Thursday, August 13, 2020

Uh-Oh

Satellite imagery suggests recent flooding in North Korea may have damaged pump houses connected to the country’s main nuclear facility, a U.S.-based think-tank said on Thursday.  

Analysts at 38 North, a website that monitors North Korea, said commercial satellite imagery from August 6-11 showed how vulnerable the Yongbyon Nuclear Scientific Research Center’s nuclear reactor cooling systems are to extreme weather events.

The Korean peninsula has been hammered by one of the longest rainy spells in recent history, with floods and landslides causing damage and deaths in both North and South Korea.

Located on the bank of the Kuryong River about 100 km (60 miles) north of North Korea’s capital, Pyongyang, Yongbyon is home to nuclear reactors, fuel re-processing plants and uranium enrichment facilities that are thought to be used in the country’s nuclear weapons programme.

The five-megawatt reactor - believed to be used to produce weapons-grade plutonium - does not appear to have been operating for some time, and an Experimental Light Water Reactor (ELWR) has not yet come online, but such flooding in the future would likely force a shutdown, the 38 North report said.
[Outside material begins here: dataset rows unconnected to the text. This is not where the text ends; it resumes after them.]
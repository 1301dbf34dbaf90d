pub mod local;

pub use local::{cosine_distance, LocalVectorStore};
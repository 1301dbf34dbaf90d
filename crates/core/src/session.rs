use crate::citations::{reconcile, ReconciledAnswer};
use crate::error::InferenceError;
use crate::models::Route;
use crate::parser::{ReasoningParser, Segment};
use crate::prompt::SourceRef;
use crate::traits::TokenStream;
use futures::StreamExt;
use serde::Serialize;
use std::collections::HashMap;
use std::fmt;
use std::sync::atomic::{AtomicBool, Ordering};
use std::sync::{Arc, Mutex};
use tokio::sync::{mpsc, Notify};

/// Cooperative stop flag shared between a session and whoever may stop it.
#[derive(Debug, Clone, Default)]
pub struct StopSignal {
    inner: Arc<StopInner>,
}

#[derive(Debug, Default)]
struct StopInner {
    stopped: AtomicBool,
    notify: Notify,
}

impl StopSignal {
    pub fn new() -> Self {
        Self::default()
    }

    pub fn stop(&self) {
        self.inner.stopped.store(true, Ordering::SeqCst);
        self.inner.notify.notify_waiters();
    }

    pub fn is_stopped(&self) -> bool {
        self.inner.stopped.load(Ordering::SeqCst)
    }

    /// Resolves once [`StopSignal::stop`] has been called.
    pub async fn cancelled(&self) {
        let notified = self.inner.notify.notified();
        tokio::pin!(notified);
        notified.as_mut().enable();
        if self.is_stopped() {
            return;
        }
        notified.await;
    }
}

#[derive(Debug, Clone, Copy, Serialize, PartialEq, Eq)]
#[serde(rename_all = "UPPERCASE")]
pub enum SessionState {
    Open,
    Streaming,
    Done,
    Cancelled,
    Error,
}

impl fmt::Display for SessionState {
    fn fmt(&self, f: &mut fmt::Formatter<'_>) -> fmt::Result {
        let label = match self {
            SessionState::Open => "OPEN",
            SessionState::Streaming => "STREAMING",
            SessionState::Done => "DONE",
            SessionState::Cancelled => "CANCELLED",
            SessionState::Error => "ERROR",
        };
        f.write_str(label)
    }
}

/// Incremental output delivered while a session streams.
#[derive(Debug, Clone, PartialEq, Eq)]
pub enum SessionEvent {
    Reasoning(String),
    Answer(String),
}

#[derive(Debug, Clone)]
pub struct SessionOutcome {
    pub session_id: String,
    pub state: SessionState,
    pub route: Route,
    /// Present only when the session reached DONE.
    pub answer: Option<ReconciledAnswer>,
    pub reasoning: Option<String>,
    /// Learner-facing message when the session ended in ERROR.
    pub error: Option<String>,
}

/// One generation request from OPEN to DONE, CANCELLED or ERROR.
///
/// The session owns its stop flag and buffers; nothing is shared with other
/// sessions except the registry entry that lets a caller find the flag.
pub struct StreamSession {
    id: String,
    user_session: String,
    route: Route,
    sources: Vec<SourceRef>,
    state: SessionState,
    stop: StopSignal,
    parser: ReasoningParser,
    reasoning: String,
    answer: String,
    _entry: Option<ActiveEntry>,
}

impl fmt::Debug for StreamSession {
    fn fmt(&self, f: &mut fmt::Formatter<'_>) -> fmt::Result {
        f.debug_struct("StreamSession")
            .field("id", &self.id)
            .field("user_session", &self.user_session)
            .field("route", &self.route)
            .field("state", &self.state)
            .finish()
    }
}

impl StreamSession {
    pub fn new(user_session: impl Into<String>, route: Route, sources: Vec<SourceRef>) -> Self {
        Self {
            id: uuid::Uuid::new_v4().to_string(),
            user_session: user_session.into(),
            route,
            sources,
            state: SessionState::Open,
            stop: StopSignal::new(),
            parser: ReasoningParser::new(),
            reasoning: String::new(),
            answer: String::new(),
            _entry: None,
        }
    }

    /// Registers the session so it can be stopped by id until it ends.
    pub fn registered(mut self, registry: &SessionRegistry) -> Self {
        registry.insert(&self.user_session, &self.id, self.stop.clone());
        self._entry = Some(ActiveEntry {
            registry: registry.clone(),
            user_session: self.user_session.clone(),
            session_id: self.id.clone(),
        });
        self
    }

    pub fn id(&self) -> &str {
        &self.id
    }

    pub fn user_session(&self) -> &str {
        &self.user_session
    }

    pub fn route(&self) -> Route {
        self.route
    }

    pub fn state(&self) -> SessionState {
        self.state
    }

    pub fn sources(&self) -> &[SourceRef] {
        &self.sources
    }

    pub fn stop_handle(&self) -> StopSignal {
        self.stop.clone()
    }

    /// Drains `tokens` until the model finishes, the stream fails or the
    /// session is stopped. No event is sent once a stop has been observed.
    pub async fn run(
        mut self,
        mut tokens: TokenStream,
        events: Option<mpsc::UnboundedSender<SessionEvent>>,
    ) -> SessionOutcome {
        self.state = SessionState::Streaming;
        tracing::debug!(session = %self.id, user_session = %self.user_session, route = %self.route, "session streaming");

        let stop = self.stop.clone();
        let ending = loop {
            let next = tokio::select! {
                biased;
                _ = stop.cancelled() => None,
                item = tokens.next() => Some(item),
            };

            match next {
                None => break Ending::Cancelled,
                Some(None) => {
                    let tail = self.parser.finish();
                    if !self.absorb(tail, events.as_ref()) {
                        break Ending::Cancelled;
                    }
                    break Ending::Done;
                }
                Some(Some(Err(error))) => break Ending::Failed(error),
                Some(Some(Ok(fragment))) => {
                    let segments = self.parser.feed(&fragment);
                    if !self.absorb(segments, events.as_ref()) {
                        break Ending::Cancelled;
                    }
                }
            }
        };
        drop(tokens);

        self.finish(ending)
    }

    /// Appends segments to the buffers and forwards them. Returns false when
    /// the session was stopped before everything was delivered.
    fn absorb(
        &mut self,
        segments: Vec<Segment>,
        events: Option<&mpsc::UnboundedSender<SessionEvent>>,
    ) -> bool {
        for segment in segments {
            if self.stop.is_stopped() {
                return false;
            }
            let event = match segment {
                Segment::Reasoning(text) => {
                    self.reasoning.push_str(&text);
                    SessionEvent::Reasoning(text)
                }
                Segment::Answer(text) => {
                    self.answer.push_str(&text);
                    SessionEvent::Answer(text)
                }
            };
            if let Some(sender) = events {
                // A caller that stopped listening still gets the final outcome.
                let _ = sender.send(event);
            }
        }
        !self.stop.is_stopped()
    }

    fn finish(mut self, ending: Ending) -> SessionOutcome {
        let (state, answer, reasoning, error) = match ending {
            Ending::Done => {
                let reconciled = reconcile(&self.answer, &self.sources, self.route);
                let reasoning = std::mem::take(&mut self.reasoning);
                (
                    SessionState::Done,
                    Some(reconciled),
                    (!reasoning.is_empty()).then_some(reasoning),
                    None,
                )
            }
            Ending::Cancelled => (SessionState::Cancelled, None, None, None),
            Ending::Failed(error) => {
                tracing::warn!(session = %self.id, %error, "token stream failed");
                (
                    SessionState::Error,
                    None,
                    None,
                    Some(error.user_message().to_string()),
                )
            }
        };
        self.state = state;
        self.answer.clear();
        self.reasoning.clear();
        tracing::info!(session = %self.id, route = %self.route, %state, "session ended");

        SessionOutcome {
            session_id: self.id.clone(),
            state,
            route: self.route,
            answer,
            reasoning,
            error,
        }
    }
}

enum Ending {
    Done,
    Cancelled,
    Failed(InferenceError),
}

/// Stop flags of the sessions currently streaming, keyed by user session and
/// session id.
#[derive(Debug, Clone, Default)]
pub struct SessionRegistry {
    active: Arc<Mutex<HashMap<(String, String), StopSignal>>>,
}

impl SessionRegistry {
    pub fn new() -> Self {
        Self::default()
    }

    fn lock(&self) -> std::sync::MutexGuard<'_, HashMap<(String, String), StopSignal>> {
        self.active.lock().unwrap_or_else(|poisoned| poisoned.into_inner())
    }

    fn insert(&self, user_session: &str, session_id: &str, stop: StopSignal) {
        self.lock()
            .insert((user_session.to_string(), session_id.to_string()), stop);
    }

    fn remove(&self, user_session: &str, session_id: &str) {
        self.lock()
            .remove(&(user_session.to_string(), session_id.to_string()));
    }

    /// Stops one session. Returns false when it is not (or no longer) active.
    pub fn stop(&self, user_session: &str, session_id: &str) -> bool {
        let key = (user_session.to_string(), session_id.to_string());
        match self.lock().get(&key) {
            Some(stop) => {
                stop.stop();
                true
            }
            None => false,
        }
    }

    /// Stops every active session of one user session.
    pub fn stop_all(&self, user_session: &str) -> usize {
        let guard = self.lock();
        let mut stopped = 0;
        for ((owner, _), stop) in guard.iter() {
            if owner == user_session {
                stop.stop();
                stopped += 1;
            }
        }
        stopped
    }

    pub fn active_count(&self) -> usize {
        self.lock().len()
    }
}

struct ActiveEntry {
    registry: SessionRegistry,
    user_session: String,
    session_id: String,
}

impl Drop for ActiveEntry {
    fn drop(&mut self) {
        self.registry.remove(&self.user_session, &self.session_id);
    }
}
“Damage to the pumps and piping within the pump houses presents the biggest vulnerability to the reactors,” the report said. “If the reactors were operating, for instance, the inability to cool them would require them to be shut down.”

 

To wit:

According to the Soviet participants of the Post-Accident Review Meeting in Vienna severe violations made by the personnel of the Unit 4 of the Chernobyl NPP on 25-26 April 1986 were the main reasons of the Chernobyl accident. As especially serious violations were named the following:  

-operation of the reactor at a very low operative reactivity surplus (ORS),  

-conducting of the experiment by the power below the level provided for test, 

 -blocking of the protection system relaying on water level and steam pressure in steam

-separators,  

-blocking of the protection system relaying on shutdown signal from two turbogenerators, 

 -connection of all the main circulating pumps to the reactor,

-switching off the emergency core cooling system (ECCS).